Занятие 1. Определение цитотоксической и противоопухолевой активности биологически активных веществ (БАВ)
Теоретическая часть
Изыскание новых противоопухолевых веществ - сложный многоступенчатый процесс, важным этапом которого является первичный отбор. Первичный скрининг антибластических препаратов подразумевает выявление биологически активных веществ из множества соединений как природного происхождения, так и полученных путём химического синтеза. Методы первичного отбора противоопухолевых соединений должны обладать большой чувствительностью к обнаружению канцеростатиков, быть по возможности, простыми и экономичными, в короткие сроки давать предварительную объективную оценку исследуемым веществам.
Знание механизмов действия препаратов на опухолевые и нормальные клетки способствует направленному созданию новых лекарственных форм с целью ослабления побочного действия на организм в целом. В качестве примера может служить применение противоопухолевых антибиотиков, заключенных в липосомы.
Интересные и полезные сведения об изучаемых веществах можно получить в результате испытания их цитотоксического эффекта in vitro. Ограничивающим фактором при этом является лишь их растворимость.
Известно много различных систем in vitro используемых для испытания противоопухолевых средств. Однако, наиболее ценными в этом плане нужно признать краткосрочные и стационарные культуры опухолей животных и человека. Подобные системы используются главным образом для прескрининга противоопухолевых препаратов. При этом около 80-85% соединений, проявляющих противоопухолевую активность in vivo, отбираются в системах опухолевых клеток in vitro.
Однако, ценность этих исследований состоит прежде всего в возможности получения дополнительной информации о механизме действия изучаемых веществ. Так, наличие цитотоксического эффекта in vitro свидельствует о прямом действии препарата на опухоль. По величине дозы, вызывающей определённый эффект (например, ЕД50) in vitro, можно судить о концентрации препарата, которую необходимо создать в опухоли in vivo для подавления её роста исследуемыми препаратами. При прескрининге в большинстве случаев активными признаются вещества, ЕД50 которых не превышает 100 мкг/мл.
Экспериментальные животные
Современный уровень развития биоорганической химии требует проведения экспериментальных исследований с использованием контролируемого в генетическом отношении материала. Таким материалом служат чистолинейные или инбредные животные. Особенностью инбредных животных является их гомозиготность, которая обеспечивает генетическую тождественность всех особей в пределах определённых групп (линий).
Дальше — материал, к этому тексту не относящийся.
use std::sync::Arc;

use async_trait::async_trait;
use tokio::sync::{broadcast, mpsc};
use tracing::{debug, error, info, instrument, warn};

use crate::consumer::{EventQueue, StreamMessage};
use crate::errors::ConsumerError;

/// A source of event batches for the orchestrator.
#[async_trait]
pub trait ConsumeEvents: Send + Sync {
    /// Sends batches on `sender` until shutdown. A new batch is only polled
    /// after the previous one was acknowledged on `ack_receiver`.
    async fn run(
        &self,
        sender: mpsc::Sender<StreamMessage>,
        ack_receiver: mpsc::Receiver<StreamMessage>,
        shutdown: broadcast::Receiver<()>,
    ) -> Result<(), ConsumerError>;
}

/// Polls the event queue.
pub struct EventConsumer {
    queue: Arc<EventQueue>,
}

impl EventConsumer {
    pub fn new(queue: Arc<EventQueue>) -> Self {
        Self { queue }
    }
}

#[async_trait]
impl ConsumeEvents for EventConsumer {
    #[instrument(skip(self, sender, ack_receiver, shutdown))]
    async fn run(
        &self,
        sender: mpsc::Sender<StreamMessage>,
        mut ack_receiver: mpsc::Receiver<StreamMessage>,
        mut shutdown: broadcast::Receiver<()>,
    ) -> Result<(), ConsumerError> {
        let idle = self.queue.config().idle_interval;
        info!("Event consumer started");

        loop {
            let polled = tokio::select! {
                _ = shutdown.recv() => break,
                polled = self.queue.poll() => polled,
            };

            let events = match polled {
                Ok(events) => events,
                Err(err) => {
                    error!(error = %err, "Failed to poll event queue");
                    let _ = sender.send(StreamMessage::Error(err.to_string())).await;
                    Vec::new()
                }
            };

            if events.is_empty() {
                tokio::select! {
                    _ = shutdown.recv() => break,
                    _ = tokio::time::sleep(idle) => continue,
                }
            }

            debug!(event_count = events.len(), "Polled events");
            sender
                .send(StreamMessage::Events { events })
                .await
                .map_err(|e| ConsumerError::ChannelSend(e.to_string()))?;

            tokio::select! {
                _ = shutdown.recv() => break,
                ack = ack_receiver.recv() => match ack {
                    Some(StreamMessage::Acknowledgment { event_ids }) => {
                        debug!(event_count = event_ids.len(), "Batch acknowledged");
                    }
                    Some(other) => warn!(message = ?other, "Unexpected message on ack channel"),
                    None => break,
                },
            }
        }

        info!("Event consumer stopping");
        let _ = sender.send(StreamMessage::End).await;
        Ok(())
    }
}

#[cfg(test)]
mod tests {
    use super::*;
    use crate::consumer::QueueConfig;
    use feed_engine_repository::MemoryFeedStore;
    use feed_engine_shared::types::{EntityType, NewEvent};
    use std::time::Duration;
    use uuid::Uuid;

    #[tokio::test]
    async fn test_waits_for_ack_before_polling_again() {
        let store = Arc::new(MemoryFeedStore::new());
        let queue = Arc::new(EventQueue::new(
            store.clone(),
            QueueConfig {
                batch_size: 2,
                idle_interval: Duration::from_millis(5),
                ..QueueConfig::default()
            },
        ));
        for _ in 0..3 {
            queue
                .enqueue(&NewEvent::addition(EntityType::Review, Uuid::new_v4()))
                .await
                .unwrap();
        }

        let (sender, mut receiver) = mpsc::channel(4);
        let (ack_sender, ack_receiver) = mpsc::channel(4);
        let (shutdown_tx, shutdown_rx) = broadcast::channel(1);
        let consumer = EventConsumer::new(queue);
        let handle = tokio::spawn(async move { consumer.run(sender, ack_receiver, shutdown_rx).await });

        let Some(StreamMessage::Events { events }) = receiver.recv().await else {
            panic!("expected a batch");
        };
        assert_eq!(events.len(), 2);
        tokio::time::sleep(Duration::from_millis(30)).await;
        assert!(receiver.try_recv().is_err());

        ack_sender
            .send(StreamMessage::Acknowledgment {
                event_ids: events.iter().map(|event| event.id).collect(),
            })
            .await
            .unwrap();
        let Some(StreamMessage::Events { events }) = receiver.recv().await else {
            panic!("expected the second batch");
        };
        assert_eq!(events.len(), 1);

        shutdown_tx.send(()).unwrap();
        assert!(matches!(receiver.recv().await, Some(StreamMessage::End)));
        handle.await.unwrap().unwrap();
    }
}
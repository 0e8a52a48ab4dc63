//! Error types for the Feed Engine application.
//! Consolidates the errors that can stop the engine during startup or while
//! the orchestrator runs.
use feed_engine_pipeline::errors::OrchestratorError;
use feed_engine_repository::RepositoryError;

#[derive(Debug, thiserror::Error)]
pub enum IndexingError {
    #[error("Orchestrator error: {0}")]
    Orchestrator(#[from] OrchestratorError),
    #[error("Database error: {0}")]
    Database(#[from] sqlx::Error),
    #[error("Repository error: {0}")]
    Repository(#[from] RepositoryError),
    #[error("Configuration error: {0}")]
    Config(String),
}

impl IndexingError {
    pub fn config(message: impl Into<String>) -> Self {
        Self::Config(message.into())
    }
}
В природных условиях чистых линий животных не существует. Они выведены человеком и представляют собой искусственную популяцию.
В биологических испытаниях наиболее широко в качестве экспериментальных животных используют мышей, крыс, кроликов, морских свинок, хомячков, реже птиц, собак, обезьян. С генетической точки зрения все лабораторные животные могут быть разделены на три типа: беспородные или стихийно скрещиваемые, рандомбредные и инбредные или чистолинейные.
Беспородные, случайно скрещиваемые животные характеризуются большой генетической, а, следовательно, биохимической, иммунологической и т. д. разнородностью. Беспородные животные из разных питомников резко отличаются по своим характеристикам.
Рандомбредные животные. Рандомбрединг - система контролируемого скрещивания животных с целью поддержания максимальной генетической разнородности с сознательным исключением какой-либо селекции. Метод рандомизации способствует поддержанию в популяции максимальной генетической гетерогенности.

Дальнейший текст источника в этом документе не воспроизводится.